Dermatitis

The UCI data set (Ilter and Altay Güvenir 1998) consist of

  • \(366\) patients (\(8\) with missing values)
  • \(12\) clinical attributes (erythema, itching, scaling, etc.)
  • \(21\) histopathological attributes (decrease of melanin, spongiosis, etc.)

and a class variable with six different skin diseases

  • psoriasis (\(111\) patients)
  • seborrheic dermatitis (\(60\) patients)
  • lichen planus (\(71\) patients)
  • pityriasis rosea (\(48\) patients)
  • chronic dermatitis (\(48\) patients)
  • pityriasis rubra pilaris (\(20\) patients)

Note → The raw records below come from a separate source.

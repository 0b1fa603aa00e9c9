// ==========================================
// Vendas Ingest - entity reconciler
// ==========================================
// Idempotent get-or-create for Store and Operator entities
// against the injected record store. Lookup-before-insert;
// when a concurrent run wins the insert race the UNIQUE
// constraint turns it into a conflict we answer by re-fetching,
// never by failing the row.
// ==========================================

use crate::domain::{Operator, StoreRecord};
use crate::store::error::{StoreError, StoreResult};
use crate::store::record_store::RecordStore;
use tracing::debug;

// ==========================================
// EntityReconciler
// ==========================================
pub struct EntityReconciler<'a, S: RecordStore> {
    records: &'a S,
}

impl<'a, S: RecordStore> EntityReconciler<'a, S> {
    pub fn new(records: &'a S) -> Self {
        Self { records }
    }

    /// Find a store by exact name or create it with a zero monthly
    /// target. Safe to call repeatedly with the same name within and
    /// across runs.
    pub fn get_or_create_store(&self, name: &str) -> StoreResult<StoreRecord> {
        if let Some(existing) = self.records.find_store_by_name(name)? {
            return Ok(existing);
        }

        match self.records.insert_store(name, 0.0) {
            Ok(created) => {
                debug!(store = %name, id = created.id, "created store");
                Ok(created)
            }
            Err(StoreError::UniqueConstraintViolation(_)) => {
                // Lost the insert race; the record exists now
                self.records
                    .find_store_by_name(name)?
                    .ok_or_else(|| StoreError::InternalError(format!(
                        "store {} vanished after unique conflict",
                        name
                    )))
            }
            Err(e) => Err(e),
        }
    }

    /// Find an operator by globally unique name or create it under
    /// the given store, active and with a zero monthly target.
    /// Global lookup scope is the static-mapping variant's
    /// uniqueness rule.
    pub fn get_or_create_operator(&self, name: &str, store_id: i64) -> StoreResult<Operator> {
        if let Some(existing) = self.records.find_operator_by_name(name)? {
            return Ok(existing);
        }

        match self.records.insert_operator(name, store_id, 0.0, true) {
            Ok(created) => {
                debug!(operator = %name, id = created.id, store_id, "created operator");
                Ok(created)
            }
            Err(StoreError::UniqueConstraintViolation(_)) => self
                .records
                .find_operator_by_name(name)?
                .ok_or_else(|| {
                    StoreError::InternalError(format!(
                        "operator {} vanished after unique conflict",
                        name
                    ))
                }),
            Err(e) => Err(e),
        }
    }

    /// Exact-name lookup within one store, no creation. This is the
    /// filename-scoped variant's uniqueness rule; a miss is the
    /// caller's "operator not found" outcome.
    pub fn find_operator_in_store(
        &self,
        name: &str,
        store_id: i64,
    ) -> StoreResult<Option<Operator>> {
        self.records.find_operator_in_store(name, store_id)
    }
}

Many of the classical machine learning algorithms have been applied to the dataset (Liu et al. 2015). They all achieve a prediction accuracy above \(95\%\) and some even above \(99\%\). But…:

  • The skin diseases share many common features
  • We have exclusive classes but possibly not exhaustive
  • What if a patient does not suffer from one of the six diseases
  • Classification forces us to label a patient with one and only one disease

Goal

Given a new patient \(y\), we want to test the hypotheses

\[\begin{align*} H_1: & y \text{ has psoriasis} \\ H_2: & y \text{ has seborrheic dermatitis} \\ H_3: & y \text{ has lichen planus} \\ H_4: & y \text{ has pityriasis rosea} \\ H_5: & y \text{ has chronic dermatitis} \\ H_6: & y \text{ has pityriasis rubra pilaris} \end{align*}\]

Since all hypotheses are exclusive we do not correct for multiple hypothesis testing (but the user can do this by setting the significance level accordingly).

Modeling Attributes of Psoriasis

We first show how to test \(H_1\). First extract the psoriasis data:

library(dplyr)
library(molic)
y     <- unlist(derma[80, -35]) # a patient with seboreic dermatitis
psor  <- derma %>%
  filter(ES == "psoriasis") %>%
  dplyr::select(-ES)

Next, we fit the interaction graph for the psoriasis patients:

library(ess)
g <- fit_graph(psor, q = 0, trace = FALSE)

We can color the nodes corresponding to clinical attributes (red), histopathological attributes (green) and the age variable (gray):

vs   <- names(adj_lst(g))
vcol <- structure(vector("character", length(vs)), names = vs)
vcol[grepl("c", vs)] <- "tomato"  # clinical attributes
vcol[grepl("h", vs)] <- "#98FB98" # histopathological attributes
vcol["age"]          <- "gray"    # age variable
plot(g, vcol, vertex.size = 10, vertex.label = NA)

The take home message here is, that we cannot assume independence between the attributes for the psoriasis patient as seen in the interaction graph - there are many associations.

Outlier Model for Psoriasis Patients

set.seed(300718)
m <- fit_outlier(psor, g, y)
print(m)

 -------------------------------- 
  Simulations: 10000 
  Variables: 34 
  Observations: 112 
  Estimated mean: 42.66 
  Estimated variance: 37.55 
 --------------------------------
  Critical value: 53.86771 
  Deviance: 50.51582 
  P-value: 0.1053 
  Alpha: 0.05 
  <novelty, outlier_model, list> 
 --------------------------------

Notice that that the number of observations is \(112\) even though we have only observed \(111\) psoriasis patients. This is because, under the hypothesis, \(H_1\), the new observation \(y\) has psoriasis. The other summary statistics is self explanatory.

Plotting the Approximated Density of the Test Statistic

plot(m)

The red area is the critical region (here 5%) and the dotted line is the observed test statistic (the deviance) of \(y\). Since the dotted line is outside the critical region, we cannot reject that \(y\) has psoriasis.

Testing all Hypothesis Simultaneously

We can use the fit_multiple_models function to test all six hypothesis as follows.

set.seed(300718)
mm <- fit_multiple_models(derma, y, "ES", q = 0,trace = FALSE)
plot(mm)

Thus, we cannot reject that \(y\) has either psoriasis, seboreic dermatitis or pityriasis rosea. This is conservative compared to classification methods and hence a little safer. The medical expert should proceed the investigation from here.

References

Ilter, and H. Altay Güvenir. 1998. “UCI Machine Learning Repository.” Department of Computer Engineering; Information Science. https://archive.ics.uci.edu/ml/datasets/Dermatology.

Liu, Tong, Liang Hu, Chao Ma, Zhi-Yan Wang, and Hui-Ling Chen. 2015. “A Fast Approach for Detection of Erythemato-Squamous Diseases Based on Extreme Learning Machine with Maximum Relevance Minimum Redundancy Feature Selection.” International Journal of Systems Science 46 (5). Taylor & Francis: 919–31.